Problem to work on -> Show each line of the records in which the word "payload" occurs.

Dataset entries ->
━━━━━━━━━━━━━━━━━━━━
//! Registry resolution benchmarks
//!
//! The resolve hot path runs once per collective; the hit path must
//! stay a hash lookup and the miss path is expected to be rare after
//! warm-up. Both are measured here, plus the full bracketing overhead
//! of an instrumented put over the loopback runtime.

use criterion::{black_box, criterion_group, criterion_main, BatchSize, Criterion};
use rmascope_core::Topology;
use rmascope_shmem::{ActiveSet, Instrumented, SimWorld, WindowRegistry};

fn bench_resolve_hit(c: &mut Criterion) {
    let registry = WindowRegistry::new(Topology::new(0, 1024));
    let set = ActiveSet::new(0, 1, 64);
    registry.resolve(set);

    c.bench_function("resolve_hit", |b| {
        b.iter(|| registry.resolve(black_box(set)))
    });
}

fn bench_resolve_world_shortcut(c: &mut Criterion) {
    let registry = WindowRegistry::new(Topology::new(0, 1024));
    let world = ActiveSet::world(1024);

    c.bench_function("resolve_world_shortcut", |b| {
        b.iter(|| registry.resolve(black_box(world)))
    });
}

fn bench_resolve_miss(c: &mut Criterion) {
    c.bench_function("resolve_miss", |b| {
        b.iter_batched(
            || WindowRegistry::new(Topology::new(0, 1024)),
            |registry| registry.resolve(black_box(ActiveSet::new(1, 0, 2))),
            BatchSize::SmallInput,
        )
    });
}

fn bench_instrumented_put(c: &mut Criterion) {
    let world = SimWorld::new(2, 4096);
    let payload = [7u8; 64];

    c.bench_function("instrumented_putmem_64b", |b| {
        b.iter_batched(
            || Instrumented::new(world.pe(0)),
            |shmem| shmem.putmem(black_box(0), black_box(&payload), black_box(1)),
            BatchSize::SmallInput,
        )
    });
}

criterion_group!(
    benches,
    bench_resolve_hit,
    bench_resolve_world_shortcut,
    bench_resolve_miss,
    bench_instrumented_put
);
criterion_main!(benches);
━━━━━━━━━━━━━━━━━━━━
Response area ->
    let payload = [7u8; 64];
            |shmem| shmem.putmem(black_box(0), black_box(&payload), black_box(1)),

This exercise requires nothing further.